* **Task**:
Set down each entry from the block beneath, exactly as written.

**** Supplied records

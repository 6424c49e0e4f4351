use image::{Rgb, RgbImage};

use crate::media::image::iterators::ColorIterMut;
use crate::media::MediaPrimitiveMut;

/// stegano target for image files, based on `RgbImage` by `image` crate
///
/// ## Example of usage
/// ```rust
/// use image::{Rgb, RgbImage};
/// use stegotext_core::media::image::encoder::ImageRgbColorMut;
/// use stegotext_core::universal_encoder::{OneBitHide, UniversalEncoder};
///
/// let mut image = RgbImage::from_pixel(2, 2, Rgb([10, 10, 10]));
/// {
///     let mut encoder = UniversalEncoder::new(ImageRgbColorMut::new(&mut image), OneBitHide);
///     encoder.hide_bits([true, true, true, false]);
/// }
/// assert_eq!(image.get_pixel(0, 0), &Rgb([11, 11, 11]));
/// assert_eq!(image.get_pixel(1, 0), &Rgb([10, 10, 10]));
/// ```
pub struct ImageRgbColorMut<'a> {
    remaining: usize,
    pixel: ColorIterMut<'a, Rgb<u8>>,
}

impl<'a> ImageRgbColorMut<'a> {
    /// constructor for a given `RgbImage` that lives somewhere
    pub fn new(input: &'a mut RgbImage) -> Self {
        Self {
            remaining: input.as_raw().len(),
            pixel: ColorIterMut::from_pixels_mut(input.pixels_mut()),
        }
    }
}

impl<'i> Iterator for ImageRgbColorMut<'i> {
    type Item = MediaPrimitiveMut<'i>;

    fn next(&mut self) -> Option<Self::Item> {
        let res = self.pixel.next().map(MediaPrimitiveMut::ImageColorChannel);
        self.remaining = self.remaining.saturating_sub(1);
        res
    }

    fn size_hint(&self) -> (usize, Option<usize>) {
        (self.remaining, Some(self.remaining))
    }
}
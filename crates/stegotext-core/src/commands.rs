use std::path::Path;

use crate::codec::{self, EmbedReport};
use crate::media::{Carrier, CodecOptions, Media};
use crate::sentinel::SENTINEL;
use crate::SteganoError;

pub fn hide(
    media: &Path,
    write_to_file: &Path,
    message: &str,
    options: CodecOptions,
) -> Result<EmbedReport, SteganoError> {
    crate::api::hide::prepare()
        .with_options(options)
        .with_media(media)
        .with_output(write_to_file)
        .with_message(message)
        .execute()
}

pub fn unveil(secret_media: &Path) -> Result<String, SteganoError> {
    crate::api::unveil::prepare()
        .from_secret_file(secret_media)
        .execute()
}

/// How much text a carrier can take
#[derive(Debug, Clone, Copy, PartialEq, Eq)]
pub struct Capacity {
    pub bits: usize,
}

impl Capacity {
    /// characters that fit next to the sentinel
    pub fn max_characters(&self) -> usize {
        (self.bits / 8).saturating_sub(SENTINEL.len())
    }

    /// Fails with `CapacityExceeded` when `message` would be truncated.
    pub fn check(&self, message: &str) -> Result<(), SteganoError> {
        codec::check_capacity(message, self.bits)
    }
}

pub fn capacity(media: &Path) -> Result<Capacity, SteganoError> {
    Ok(Capacity {
        bits: Media::from_file(media)?.capacity_bits(),
    })
}

#[cfg(test)]
mod tests {
    use super::*;

    #[test]
    fn should_count_characters_next_to_the_sentinel() {
        assert_eq!(Capacity { bits: 60 }.max_characters(), 2);
        assert_eq!(Capacity { bits: 39 }.max_characters(), 0);
        assert!(Capacity { bits: 56 }.check("Hi").is_ok());
        assert!(Capacity { bits: 55 }.check("Hi").is_err());
    }
}
use std::path::{Path, PathBuf};

use log::info;

use crate::codec::EmbedReport;
use crate::media::{Carrier, CodecOptions, Media, Persist};
use crate::SteganoError;

pub fn prepare() -> HideApi {
    HideApi::default()
}

#[derive(Default, Debug)]
pub struct HideApi {
    message: Option<String>,
    media: Option<PathBuf>,
    output: Option<PathBuf>,
    options: CodecOptions,
}

impl HideApi {
    pub fn with_options(mut self, options: CodecOptions) -> Self {
        self.options = options;
        self
    }

    pub fn with_message(mut self, message: &str) -> Self {
        self.message = Some(message.to_string());
        self
    }

    pub fn use_message<S: AsRef<str>>(mut self, message: Option<S>) -> Self {
        self.message = message.map(|s| s.as_ref().to_string());
        self
    }

    /// The carrier media, an image or a WAV audio file, used readonly
    pub fn with_media<A: AsRef<Path>>(mut self, media: A) -> Self {
        self.media = Some(media.as_ref().to_path_buf());
        self
    }

    pub fn with_output<A: AsRef<Path>>(mut self, output: A) -> Self {
        self.output = Some(output.as_ref().to_path_buf());
        self
    }

    /// Hides the message and writes the carrier to the output file.
    ///
    /// A message that does not fit is truncated, unless the options say otherwise.
    /// Check the returned report to find out.
    pub fn execute(self) -> Result<EmbedReport, SteganoError> {
        let Some(message) = self.message else {
            return Err(SteganoError::MissingMessage);
        };
        let Some(media) = self.media else {
            return Err(SteganoError::CarrierNotSet);
        };
        let Some(output) = self.output else {
            return Err(SteganoError::TargetNotSet);
        };

        let mut carrier = Media::from_file(&media)?;
        let report = carrier.hide_text(&message, &self.options)?;
        carrier.save_as(&output)?;
        info!(
            "hid {} of {} bits in {output:?}",
            report.embedded_bits, report.required_bits
        );

        Ok(report)
    }
}

#[cfg(test)]
mod tests {
    use tempfile::tempdir;

    use crate::test_utils::write_carrier_png;
    use crate::SteganoError;

    #[test]
    fn illustrate_api_usage() {
        let temp_dir = tempdir().expect("Failed to create temporary directory");
        let carrier = write_carrier_png(temp_dir.path(), 16, 16);

        let report = crate::api::hide::prepare()
            .with_message("Hello, World!")
            .with_media(carrier)
            .with_output(temp_dir.path().join("image-with-secret.png"))
            .execute()
            .expect("Failed to hide message in image");

        assert!(!report.is_truncated());
        assert!(temp_dir.path().join("image-with-secret.png").exists());
    }

    #[test]
    fn should_require_all_parts() {
        assert!(matches!(
            crate::api::hide::prepare().with_media("a.png").execute(),
            Err(SteganoError::MissingMessage)
        ));
        assert!(matches!(
            crate::api::hide::prepare().with_message("m").execute(),
            Err(SteganoError::CarrierNotSet)
        ));
        assert!(matches!(
            crate::api::hide::prepare()
                .with_message("m")
                .with_media("a.png")
                .execute(),
            Err(SteganoError::TargetNotSet)
        ));
    }
}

********

* **Exercise result**:
repository 6424c49e0e4f4351
use image::{Rgb, RgbImage};

use crate::media::image::iterators::ColorIterMut;
use crate::media::MediaPrimitiveMut;

/// stegano target for image files, based on `RgbImage` by `image` crate
///
/// ## Example of usage
/// ```rust
/// use image::{Rgb, RgbImage};
/// use stegotext_core::media::image::encoder::ImageRgbColorMut;
/// use stegotext_core::universal_encoder::{OneBitHide, UniversalEncoder};
///
/// let mut image = RgbImage::from_pixel(2, 2, Rgb([10, 10, 10]));
/// {
///     let mut encoder = UniversalEncoder::new(ImageRgbColorMut::new(&mut image), OneBitHide);
///     encoder.hide_bits([true, true, true, false]);
/// }
/// assert_eq!(image.get_pixel(0, 0), &Rgb([11, 11, 11]));
/// assert_eq!(image.get_pixel(1, 0), &Rgb([10, 10, 10]));
/// ```
pub struct ImageRgbColorMut<'a> {
    remaining: usize,
    pixel: ColorIterMut<'a, Rgb<u8>>,
}

impl<'a> ImageRgbColorMut<'a> {
    /// constructor for a given `RgbImage` that lives somewhere
    pub fn new(input: &'a mut RgbImage) -> Self {
        Self {
            remaining: input.as_raw().len(),
            pixel: ColorIterMut::from_pixels_mut(input.pixels_mut()),
        }
    }
}

impl<'i> Iterator for ImageRgbColorMut<'i> {
    type Item = MediaPrimitiveMut<'i>;

    fn next(&mut self) -> Option<Self::Item> {
        let res = self.pixel.next().map(MediaPrimitiveMut::ImageColorChannel);
        self.remaining = self.remaining.saturating_sub(1);
        res
    }

    fn size_hint(&self) -> (usize, Option<usize>) {
        (self.remaining, Some(self.remaining))
    }
}
filename crates/stegotext-core/src/commands.rs
use std::path::Path;

use crate::codec::{self, EmbedReport};
use crate::media::{Carrier, CodecOptions, Media};
use crate::sentinel::SENTINEL;
use crate::SteganoError;

pub fn hide(
    media: &Path,
    write_to_file: &Path,
    message: &str,
    options: CodecOptions,
) -> Result<EmbedReport, SteganoError> {
    crate::api::hide::prepare()
        .with_options(options)
        .with_media(media)
        .with_output(write_to_file)
        .with_message(message)
        .execute()
}

pub fn unveil(secret_media: &Path) -> Result<String, SteganoError> {
    crate::api::unveil::prepare()
        .from_secret_file(secret_media)
        .execute()
}

/// How much text a carrier can take
#[derive(Debug, Clone, Copy, PartialEq, Eq)]
pub struct Capacity {
    pub bits: usize,
}

impl Capacity {
    /// characters that fit next to the sentinel
    pub fn max_characters(&self) -> usize {
        (self.bits / 8).saturating_sub(SENTINEL.len())
    }

    /// Fails with `CapacityExceeded` when `message` would be truncated.
    pub fn check(&self, message: &str) -> Result<(), SteganoError> {
        codec::check_capacity(message, self.bits)
    }
}

pub fn capacity(media: &Path) -> Result<Capacity, SteganoError> {
    Ok(Capacity {
        bits: Media::from_file(media)?.capacity_bits(),
    })
}

#[cfg(test)]
mod tests {
    use super::*;

    #[test]
    fn should_count_characters_next_to_the_sentinel() {
        assert_eq!(Capacity { bits: 60 }.max_characters(), 2);
        assert_eq!(Capacity { bits: 39 }.max_characters(), 0);
        assert!(Capacity { bits: 56 }.check("Hi").is_ok());
        assert!(Capacity { bits: 55 }.check("Hi").is_err());
    }
}
use std::path::{Path, PathBuf};

use log::info;

use crate::codec::EmbedReport;
use crate::media::{Carrier, CodecOptions, Media, Persist};
use crate::SteganoError;

pub fn prepare() -> HideApi {
    HideApi::default()
}

#[derive(Default, Debug)]
pub struct HideApi {
    message: Option<String>,
    media: Option<PathBuf>,
    output: Option<PathBuf>,
    options: CodecOptions,
}

impl HideApi {
    pub fn with_options(mut self, options: CodecOptions) -> Self {
        self.options = options;
        self
    }

    pub fn with_message(mut self, message: &str) -> Self {
        self.message = Some(message.to_string());
        self
    }

    pub fn use_message<S: AsRef<str>>(mut self, message: Option<S>) -> Self {
        self.message = message.map(|s| s.as_ref().to_string());
        self
    }

    /// The carrier media, an image or a WAV audio file, used readonly
    pub fn with_media<A: AsRef<Path>>(mut self, media: A) -> Self {
        self.media = Some(media.as_ref().to_path_buf());
        self
    }

    pub fn with_output<A: AsRef<Path>>(mut self, output: A) -> Self {
        self.output = Some(output.as_ref().to_path_buf());
        self
    }

    /// Hides the message and writes the carrier to the output file.
    ///
    /// A message that does not fit is truncated, unless the options say otherwise.
    /// Check the returned report to find out.
    pub fn execute(self) -> Result<EmbedReport, SteganoError> {
        let Some(message) = self.message else {
            return Err(SteganoError::MissingMessage);
        };
        let Some(media) = self.media else {
            return Err(SteganoError::CarrierNotSet);
        };
        let Some(output) = self.output else {
            return Err(SteganoError::TargetNotSet);
        };

        let mut carrier = Media::from_file(&media)?;
        let report = carrier.hide_text(&message, &self.options)?;
        carrier.save_as(&output)?;
        info!(
            "hid {} of {} bits in {output:?}",
            report.embedded_bits, report.required_bits
        );

        Ok(report)
    }
}

#[cfg(test)]
mod tests {
    use tempfile::tempdir;

    use crate::test_utils::write_carrier_png;
    use crate::SteganoError;

    #[test]
    fn illustrate_api_usage() {
        let temp_dir = tempdir().expect("Failed to create temporary directory");
        let carrier = write_carrier_png(temp_dir.path(), 16, 16);

        let report = crate::api::hide::prepare()
            .with_message("Hello, World!")
            .with_media(carrier)
            .with_output(temp_dir.path().join("image-with-secret.png"))
            .execute()
            .expect("Failed to hide message in image");

        assert!(!report.is_truncated());
        assert!(temp_dir.path().join("image-with-secret.png").exists());
    }

    #[test]
    fn should_require_all_parts() {
        assert!(matches!(
            crate::api::hide::prepare().with_media("a.png").execute(),
            Err(SteganoError::MissingMessage)
        ));
        assert!(matches!(
            crate::api::hide::prepare().with_message("m").execute(),
            Err(SteganoError::CarrierNotSet)
        ));
        assert!(matches!(
            crate::api::hide::prepare()
                .with_message("m")
                .with_media("a.png")
                .execute(),
            Err(SteganoError::TargetNotSet)
        ));
    }
}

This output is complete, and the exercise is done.